Tras asumir su primer mandato en 2014, Widodo enfrentó los primeros 100 días convulsos, con críticas a los ministros y descontento popular debido al precio del combustible. La guerra contra las drogas fue una forma de mostrarse como un líder nacionalista fuerte y de recuperar el poder.
El odio a los traficantes y las drogas encuentra un apoyo generalizado en la sociedad, aunque no hay investigaciones que cuantifiquen la aprobación. El líder indonesio advirtió que sería despiadado con los narcotraficantes y que no perdonaría a los condenados a muerte. En su primer mandato, autorizó la ejecución de 18.
Desde entonces, y aún más desde 2019, el ala más conservadora de los islamistas ha comenzado a presionar a Widodo y a cuestionar su religiosidad. El surgimiento de la supuesta epidemia de drogas es uno de los pocos problemas que puede impulsar a los islamistas conservadores y moderados.
“Todos en el gobierno y en la sociedad están trabajando juntos para combatir las drogas, que son nuestro mayor enemigo”, dijo Lukman Hakim Saifuddin, entonces ministro de Religión.
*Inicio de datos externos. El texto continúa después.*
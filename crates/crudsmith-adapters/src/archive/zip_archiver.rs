//! Zip archiver backed by the `zip` crate.

use std::fs::File;
use std::io::{self, BufWriter};
use std::path::{Path, PathBuf};

use tracing::{debug, instrument};
use walkdir::WalkDir;
use zip::{CompressionMethod, ZipWriter, write::SimpleFileOptions};

use crudsmith_core::{
    application::{
        ApplicationError,
        ports::{ArchiveSummary, Archiver},
    },
    error::{CrudsmithError, CrudsmithResult},
};

const COMPRESSION_LEVEL: i64 = 9;

/// Compresses a directory tree into a deflated zip file.
#[derive(Debug, Clone, Copy, Default)]
pub struct ZipArchiver;

impl ZipArchiver {
    pub fn new() -> Self {
        Self
    }

    fn options(&self) -> SimpleFileOptions {
        SimpleFileOptions::default()
            .compression_method(CompressionMethod::Deflated)
            .compression_level(Some(COMPRESSION_LEVEL))
    }
}

/// Failures while building one archive.
#[derive(Debug, thiserror::Error)]
enum ZipBuildError {
    #[error(transparent)]
    Io(#[from] io::Error),

    #[error(transparent)]
    Walk(#[from] walkdir::Error),

    #[error(transparent)]
    Zip(#[from] zip::result::ZipError),

    #[error("{0} escapes the archive root")]
    OutsideRoot(PathBuf),
}

impl ZipArchiver {
    fn write_archive(&self, source_dir: &Path, destination: &Path) -> Result<usize, ZipBuildError> {
        let file = File::create(destination)?;
        let mut zip = ZipWriter::new(BufWriter::new(file));
        let mut entries = 0usize;

        for entry in WalkDir::new(source_dir).min_depth(1).sort_by_file_name() {
            let entry = entry?;
            let name = entry_name(source_dir, entry.path())
                .ok_or_else(|| ZipBuildError::OutsideRoot(entry.path().to_path_buf()))?;

            if entry.file_type().is_dir() {
                zip.add_directory(name, self.options())?;
            } else {
                let options = self.options().unix_permissions(file_mode(entry.path()));
                zip.start_file(name, options)?;
                let mut source = File::open(entry.path())?;
                io::copy(&mut source, &mut zip)?;
            }
            entries += 1;
        }

        zip.finish()?.into_inner().map_err(|e| e.into_error())?;
        Ok(entries)
    }
}

impl Archiver for ZipArchiver {
    #[instrument(skip(self), fields(source = %source_dir.display()))]
    fn archive(&self, source_dir: &Path, destination: &Path) -> CrudsmithResult<ArchiveSummary> {
        let failed = |reason: String| -> CrudsmithError {
            ApplicationError::ArchiveFailed {
                path: destination.to_path_buf(),
                reason,
            }
            .into()
        };

        let entries = self
            .write_archive(source_dir, destination)
            .map_err(|e| failed(e.to_string()))?;
        let bytes = std::fs::metadata(destination)
            .map_err(|e| failed(e.to_string()))?
            .len();
        debug!(entries, bytes, "Archive written");

        Ok(ArchiveSummary { entries, bytes })
    }
}

/// Entry name relative to `root`, `/`-separated.
fn entry_name(root: &Path, path: &Path) -> Option<String> {
    let relative = path.strip_prefix(root).ok()?;
    let parts = relative
        .components()
        .map(|c| c.as_os_str().to_str())
        .collect::<Option<Vec<_>>>()?;
    Some(parts.join("/"))
}

#[cfg(unix)]
fn file_mode(path: &Path) -> u32 {
    use std::os::unix::fs::PermissionsExt;
    std::fs::metadata(path)
        .map(|m| m.permissions().mode() & 0o777)
        .unwrap_or(0o644)
}

#[cfg(not(unix))]
fn file_mode(path: &Path) -> u32 {
    match path.extension().and_then(|e| e.to_str()) {
        Some("sh") => 0o755,
        _ => 0o644,
    }
}

#[cfg(test)]
mod tests {
    use std::io::Read;

    use super::*;

    fn tree() -> tempfile::TempDir {
        let dir = tempfile::tempdir().unwrap();
        let src = dir.path().join("shop");
        std::fs::create_dir_all(src.join("src/models")).unwrap();
        std::fs::write(src.join("package.json"), "{}").unwrap();
        std::fs::write(src.join("src/models/Product.model.js"), "module.exports = 1;").unwrap();
        dir
    }

    #[test]
    fn archives_files_and_directories_relative_to_root() {
        let dir = tree();
        let source = dir.path().join("shop");
        let destination = dir.path().join("shop.zip");

        let summary = ZipArchiver::new().archive(&source, &destination).unwrap();

        assert_eq!(summary.entries, 4);
        assert_eq!(summary.bytes, std::fs::metadata(&destination).unwrap().len());

        let mut archive = zip::ZipArchive::new(File::open(&destination).unwrap()).unwrap();
        let names: Vec<String> = archive.file_names().map(str::to_string).collect();
        assert!(names.contains(&"package.json".to_string()));
        assert!(names.contains(&"src/models/Product.model.js".to_string()));
        assert!(names.iter().all(|n| !n.starts_with("shop")));

        let mut content = String::new();
        archive
            .by_name("src/models/Product.model.js")
            .unwrap()
            .read_to_string(&mut content)
            .unwrap();
        assert_eq!(content, "module.exports = 1;");
    }

    #[test]
    fn missing_source_is_archive_failure() {
        let dir = tempfile::tempdir().unwrap();
        let err = ZipArchiver::new()
            .archive(&dir.path().join("absent"), &dir.path().join("absent.zip"))
            .unwrap_err();
        assert!(matches!(
            err,
            CrudsmithError::Application(ApplicationError::ArchiveFailed { .. })
        ));
    }

    #[test]
    fn unwritable_destination_is_archive_failure() {
        let dir = tree();
        let err = ZipArchiver::new()
            .archive(&dir.path().join("shop"), &dir.path().join("missing/out.zip"))
            .unwrap_err();
        assert!(matches!(
            err,
            CrudsmithError::Application(ApplicationError::ArchiveFailed { .. })
        ));
    }

    #[test]
    fn entry_names_use_forward_slashes() {
        let root = Path::new("/tmp/shop");
        assert_eq!(
            entry_name(root, &root.join("src").join("index.ts")).as_deref(),
            Some("src/index.ts")
        );
        assert_eq!(entry_name(root, Path::new("/elsewhere")), None);
    }

    #[cfg(unix)]
    #[test]
    fn executable_bit_survives_archiving() {
        use std::os::unix::fs::PermissionsExt;

        let dir = tree();
        let script = dir.path().join("shop/start.sh");
        std::fs::write(&script, "#!/bin/sh\n").unwrap();
        std::fs::set_permissions(&script, std::fs::Permissions::from_mode(0o755)).unwrap();
        let destination = dir.path().join("shop.zip");

        ZipArchiver::new()
            .archive(&dir.path().join("shop"), &destination)
            .unwrap();

        let mut archive = zip::ZipArchive::new(File::open(&destination).unwrap()).unwrap();
        let mode = archive.by_name("start.sh").unwrap().unix_mode().unwrap();
        assert_eq!(mode & 0o111, 0o111);
    }
}
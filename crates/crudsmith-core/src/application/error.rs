//! Application layer errors.
//!
//! These errors represent failures in generation and packaging, not caller
//! input. Caller-input errors are `DomainError` from `crate::domain`.

use std::path::PathBuf;
use thiserror::Error;

use crate::{domain::ArtifactKind, error::ErrorCategory};

/// Errors that occur during pipeline orchestration.
#[derive(Debug, Error, Clone, PartialEq)]
pub enum ApplicationError {
    /// One (entity, kind) could not be projected.
    #[error("Rendering {kind} for '{entity}' failed: {reason}")]
    RenderingFailed {
        entity: String,
        kind: ArtifactKind,
        reason: String,
    },

    /// Filesystem operation failed.
    #[error("Filesystem error at {path}: {reason}")]
    FilesystemError { path: PathBuf, reason: String },

    /// The staging tree could not be compressed.
    #[error("Archiving {path} failed: {reason}")]
    ArchiveFailed { path: PathBuf, reason: String },

    /// The archive could not be streamed to the caller.
    #[error("Delivering the archive failed: {reason}")]
    DeliveryFailed { reason: String },

    /// Best-effort removal of staging artifacts failed.
    #[error("Cleanup failed for {path}: {reason}")]
    CleanupFailed { path: PathBuf, reason: String },

    /// Shared state guarded by a lock was poisoned.
    #[error("Internal lock poisoned")]
    StoreLockError,
}

impl ApplicationError {
    pub fn filesystem(path: impl Into<PathBuf>, err: impl std::fmt::Display) -> Self {
        Self::FilesystemError {
            path: path.into(),
            reason: err.to_string(),
        }
    }

    /// Get user-actionable suggestions.
    pub fn suggestions(&self) -> Vec<String> {
        match self {
            Self::RenderingFailed { entity, .. } => vec![
                format!("Check the field definitions of '{}'", entity),
                "Every field needs a \"type\" or a \"ref\"".into(),
            ],
            Self::FilesystemError { path, .. } => vec![
                format!("Failed to access: {}", path.display()),
                "Check that you have write permissions".into(),
                "Point --staging-dir at a writable directory".into(),
            ],
            Self::ArchiveFailed { path, .. } => vec![
                format!("Could not compress {}", path.display()),
                "Check free disk space in the staging directory".into(),
            ],
            Self::DeliveryFailed { .. } => vec![
                "The archive output could not be written".into(),
                "Check the --output path or the receiving pipe".into(),
            ],
            Self::CleanupFailed { path, .. } => vec![
                format!("Remove {} manually", path.display()),
            ],
            Self::StoreLockError => vec!["Try again in a moment".into()],
        }
    }

    /// Get error category.
    pub fn category(&self) -> ErrorCategory {
        match self {
            Self::RenderingFailed { .. }
            | Self::FilesystemError { .. }
            | Self::ArchiveFailed { .. }
            | Self::DeliveryFailed { .. }
            | Self::CleanupFailed { .. } => ErrorCategory::Generation,
            Self::StoreLockError => ErrorCategory::Internal,
        }
    }
}
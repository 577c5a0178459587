//! Statically-typed Express + Mongoose projection.

use std::collections::BTreeSet;

use tracing::instrument;

use crudsmith_core::{
    application::{ApplicationError, ports::TemplateRenderer},
    domain::{
        ArtifactKind, CrudOperation, Dialect, EntityDefinition, EntityNames, StartupScriptFlavor,
        capitalize,
    },
};

use super::{
    BIND_HOST, DATABASE_HOST, DEFAULT_PORT, FieldShape, HandlerSyntax, controller_handler,
    export_list, handler_args, manifest::PackageJson, model_call, route_lines, schema_lines,
    startup::startup_script, unsupported,
};

const HANDLER_SYNTAX: HandlerSyntax = HandlerSyntax {
    params: "req: Request, res: Response",
    catch_binding: "error: any",
};

#[derive(Debug, Clone, Copy, Default)]
pub struct TypeScriptRenderer;

impl TypeScriptRenderer {
    pub fn new() -> Self {
        Self
    }

    fn interface(&self, entity: &EntityDefinition) -> Result<String, ApplicationError> {
        let names = entity.names();
        let mut related = BTreeSet::new();
        let mut members = Vec::with_capacity(entity.fields.len());

        for field in &entity.fields {
            let line = match FieldShape::of(entity, field, ArtifactKind::Interface)? {
                FieldShape::Scalar(declared) => format!("    {}: {};", field.name, capitalize(declared)),
                FieldShape::Relation { declared, target } => {
                    if target != names.file_stem {
                        related.insert(target);
                    }
                    format!(
                        "    {}: {} | {};",
                        field.name,
                        declared.unwrap_or("string"),
                        capitalize(target)
                    )
                }
            };
            members.push(line);
        }

        let imports: String = related
            .iter()
            .map(|target| {
                format!(
                    "import {{ {} }} from './{target}.interface';\n",
                    capitalize(target)
                )
            })
            .collect();
        let spacer = if imports.is_empty() { "" } else { "\n" };

        Ok(format!(
            "{imports}{spacer}export interface {type_name} {{\n{members}\n}}\n",
            type_name = names.type_name,
            members = members.join("\n"),
        ))
    }

    fn model(&self, entity: &EntityDefinition) -> Result<String, ApplicationError> {
        let names = entity.names();
        let lines = schema_lines(entity, ArtifactKind::Model)?;

        Ok(format!(
            r#"import {{ Schema, model }} from 'mongoose';
import {{ {t} }} from '../interfaces/{f}.interface';

export const {schema} = new Schema<{t}>({{
{lines}
}});

export default model<{t}>('{f}', {schema});
"#,
            t = names.type_name,
            f = names.file_stem,
            schema = names.schema_var(),
            lines = lines.join("\n"),
        ))
    }

    fn service(&self, names: &EntityNames) -> String {
        let t = &names.type_name;
        let model = names.model_var();
        let functions = CrudOperation::ALL
            .iter()
            .map(|op| {
                let (params, returns) = match op {
                    CrudOperation::Create => (format!("data: {t}"), t.to_string()),
                    CrudOperation::Get | CrudOperation::Delete => {
                        ("id: string".to_string(), format!("{t} | null"))
                    }
                    CrudOperation::List => (String::new(), format!("{t}[]")),
                    CrudOperation::Update => (
                        format!("id: string, data: Partial<{t}>"),
                        format!("{t} | null"),
                    ),
                };
                let call = model_call(&model, *op, "id", "data");
                format!(
                    "const {} = async ({params}): Promise<{returns}> => {{\n    return {call};\n}};\n",
                    op.function_name(t)
                )
            })
            .collect::<Vec<_>>()
            .join("\n");

        format!(
            "import {{ {t} }} from '../interfaces/{f}.interface';\nimport {model} from '../models/{f}.model';\n\n{functions}\nexport default {{\n{exports}\n}};\n",
            f = names.file_stem,
            exports = export_list(names),
        )
    }

    fn controller(&self, names: &EntityNames) -> String {
        let service = names.service_var();
        let handlers = CrudOperation::ALL
            .iter()
            .map(|op| {
                let call = format!("{service}.{}({})", op.function_name(&names.type_name), handler_args(*op));
                controller_handler(names, *op, &call, &HANDLER_SYNTAX)
            })
            .collect::<Vec<_>>()
            .join("\n");

        format!(
            "import {{ Request, Response }} from 'express';\nimport {service} from '../services/{f}.service';\n\n{handlers}\nexport default {{\n{exports}\n}};\n",
            f = names.file_stem,
            exports = export_list(names),
        )
    }

    fn routes(&self, names: &EntityNames) -> String {
        format!(
            "import {{ Router }} from 'express';\nimport {controller} from '../controllers/{f}.controller';\n\nconst router = Router();\n\n{routes}\n\nexport default router;\n",
            controller = names.controller_var(),
            f = names.file_stem,
            routes = route_lines(names),
        )
    }
}

impl TemplateRenderer for TypeScriptRenderer {
    fn dialect(&self) -> Dialect {
        Dialect::TypeScript
    }

    #[instrument(skip_all, fields(entity = %entity.name, %kind))]
    fn render_entity(
        &self,
        kind: ArtifactKind,
        entity: &EntityDefinition,
    ) -> Result<String, ApplicationError> {
        let names = entity.names();
        match kind {
            ArtifactKind::Interface => self.interface(entity),
            ArtifactKind::Model => self.model(entity),
            ArtifactKind::Service => Ok(self.service(&names)),
            ArtifactKind::Controller => Ok(self.controller(&names)),
            ArtifactKind::Routes => Ok(self.routes(&names)),
            _ => Err(unsupported(entity, kind, self.dialect())),
        }
    }

    fn render_entry_point(&self, entities: &[EntityNames], project_name: &str) -> String {
        let imports: String = entities
            .iter()
            .map(|n| format!("import {} from './routes/{}.routes';\n", n.routes_var(), n.file_stem))
            .collect();
        let mounts: String = entities
            .iter()
            .map(|n| format!("app.use('/{}', {});\n", n.route_segment, n.routes_var()))
            .collect();

        format!(
            r#"import express from 'express';
import cors from 'cors';
import mongoose from 'mongoose';
{imports}
const app = express();

app.use(cors());
app.use(express.json());

{mounts}
mongoose.set('strictQuery', true);
mongoose
    .connect('{DATABASE_HOST}/{project_name}')
    .then(() => console.log('MongoDB connected'))
    .catch((err) => console.error(err));

const PORT = Number(process.env.PORT) || {DEFAULT_PORT};
app.listen(PORT, '{BIND_HOST}', () => {{
    console.log(`Server running on port ${{PORT}}`);
}});
"#
        )
    }

    fn render_manifest(&self, project_name: &str) -> String {
        PackageJson::new(project_name)
            .with_main("src/index.ts")
            .with_script("start", "ts-node src/index.ts")
            .with_script("dev", "nodemon --exec ts-node src/index.ts")
            .with_dev_dependencies([
                ("typescript", "^5.6.2"),
                ("ts-node", "^10.9.2"),
                ("nodemon", "^3.1.7"),
                ("@types/express", "^4.17.21"),
                ("@types/cors", "^2.8.17"),
                ("@types/node", "^22.7.4"),
            ])
            .render()
    }

    fn render_startup_script(&self, project_name: &str, flavor: StartupScriptFlavor) -> String {
        startup_script(project_name, flavor, Some("npx tsc --init"))
    }
}

#[cfg(test)]
mod tests {
    use crudsmith_core::domain::FieldDefinition;

    use super::*;

    fn product() -> EntityDefinition {
        EntityDefinition::new("Product")
            .with_field(FieldDefinition::new("title", "string"))
            .with_field(FieldDefinition::new("price", "number"))
    }

    fn render(kind: ArtifactKind, entity: &EntityDefinition) -> String {
        TypeScriptRenderer::new().render_entity(kind, entity).unwrap()
    }

    #[test]
    fn interface_capitalizes_declared_types() {
        let out = render(ArtifactKind::Interface, &product());
        assert!(out.contains("export interface Product {"));
        assert!(out.contains("    title: String;"));
        assert!(out.contains("    price: Number;"));
    }

    #[test]
    fn interface_projects_refs_as_union_with_import() {
        let entity = EntityDefinition::new("Product")
            .with_field(FieldDefinition::new("category", "string").with_ref("Category"));
        let out = render(ArtifactKind::Interface, &entity);
        assert!(out.contains("category: string | Category;"));
        assert!(out.starts_with("import { Category } from './Category.interface';"));
    }

    #[test]
    fn ref_without_type_projects_as_id_union() {
        let entity = EntityDefinition::new("Order").with_field(FieldDefinition {
            name: "customer".into(),
            field_type: None,
            reference: Some("Customer".into()),
        });
        let out = render(ArtifactKind::Interface, &entity);
        assert!(out.contains("customer: string | Customer;"));
    }

    #[test]
    fn self_reference_needs_no_import() {
        let entity = EntityDefinition::new("Category")
            .with_field(FieldDefinition::new("parent", "string").with_ref("Category"));
        let out = render(ArtifactKind::Interface, &entity);
        assert!(!out.contains("import"));
    }

    #[test]
    fn model_binds_schema_to_interface() {
        let out = render(ArtifactKind::Model, &product());
        assert!(out.contains("import { Product } from '../interfaces/Product.interface';"));
        assert!(out.contains("export const productSchema = new Schema<Product>({"));
        assert!(out.contains("    title: { type: String },"));
        assert!(out.contains("export default model<Product>('Product', productSchema);"));
    }

    #[test]
    fn service_exports_exactly_five_operations() {
        let out = render(ArtifactKind::Service, &product());
        assert!(out.contains("import ProductModel from '../models/Product.model';"));
        assert!(out.contains("return ProductModel.findByIdAndUpdate(id, data, { new: true });"));
        assert!(out.contains(
            "export default {\n    createProduct,\n    getProduct,\n    getProducts,\n    updateProduct,\n    deleteProduct,\n};"
        ));
    }

    #[test]
    fn controller_calls_service_by_crud_names() {
        let out = render(ArtifactKind::Controller, &product());
        assert!(out.contains("import productService from '../services/Product.service';"));
        assert!(out.contains("await productService.createProduct(req.body);"));
        assert!(out.contains("await productService.getProducts();"));
        assert!(out.contains("res.status(201).json(result);"));
        assert!(out.contains("catch (error: any)"));
    }

    #[test]
    fn routes_follow_verb_table() {
        let out = render(ArtifactKind::Routes, &product());
        let expected = "router.post('/', productController.createProduct);\n\
                        router.get('/:id', productController.getProduct);\n\
                        router.get('/', productController.getProducts);\n\
                        router.put('/:id', productController.updateProduct);\n\
                        router.delete('/:id', productController.deleteProduct);";
        assert!(out.contains(expected), "{out}");
    }

    #[test]
    fn entry_point_mounts_lowercased_segments_and_binds_defaults() {
        let names = [EntityNames::new("Product"), EntityNames::new("OrderItem")];
        let out = TypeScriptRenderer::new().render_entry_point(&names, "shop");
        assert!(out.contains("import productRoutes from './routes/Product.routes';"));
        assert!(out.contains("app.use('/orderitem', orderItemRoutes);"));
        assert!(out.contains("mongodb://127.0.0.1:27017/shop"));
        assert!(out.contains("Number(process.env.PORT) || 3000"));
        assert!(out.contains("app.listen(PORT, '0.0.0.0'"));
        assert!(out.contains("${PORT}"));
    }

    #[test]
    fn manifest_lists_runtime_and_dev_dependencies() {
        let out = TypeScriptRenderer::new().render_manifest("shop");
        let json: serde_json::Value = serde_json::from_str(&out).unwrap();
        assert_eq!(json["name"], "shop");
        assert_eq!(json["version"], "1.0.0");
        assert_eq!(json["scripts"]["dev"], "nodemon --exec ts-node src/index.ts");
        for dep in ["express", "mongoose", "cors"] {
            assert!(json["dependencies"][dep].is_string(), "{dep}");
        }
        for dep in ["typescript", "ts-node", "nodemon", "@types/express", "@types/cors", "@types/node"] {
            assert!(json["devDependencies"][dep].is_string(), "{dep}");
        }
    }

    #[test]
    fn interface_and_service_are_not_skipped_for_empty_field_list() {
        let entity = EntityDefinition::new("Tag");
        let out = render(ArtifactKind::Interface, &entity);
        assert_eq!(out, "export interface Tag {\n\n}\n");
    }
}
“En Indonesia, es muy popular mantener una estricta política antidrogas y ser duro con los narcotraficantes. El presidente Jokowi usa estos dispositivos sin ninguna vergüenza. No importa que esté destruyendo el sistema penitenciario, en el que la mitad de los detenidos están ahí por culpa de las drogas”, dice Andreas Harsono, investigador de Human Rights Watch en Indonesia.
Widodo admitió haberse inspirado en el líder filipino Rodrigo Duterte, cuya guerra contra las drogas resultó en más de 25.000 muertes, condena internacional y popularidad entre sectores de la población.
En 2016, 16 personas murieron en operaciones policiales contra el tráfico en Indonesia. En 2017, Widodo implementó la política de “disparar en el acto”, y el número de muertos se multiplicó por seis hasta llegar a 98.
Tampoco se descarta la posibilidad de nuevas ejecuciones. No se han producido desde 2016, pero la moratoria no es oficial. “La pausa en las ejecuciones es circunstancial; los jueces siguen condenando a muerte a la gente”, dice Gunawan. En 2019, al menos 80 recibieron la pena. “Y Widodo puede reiniciar las ejecuciones cuando quiera, y necesita aumentar su popularidad”, explica.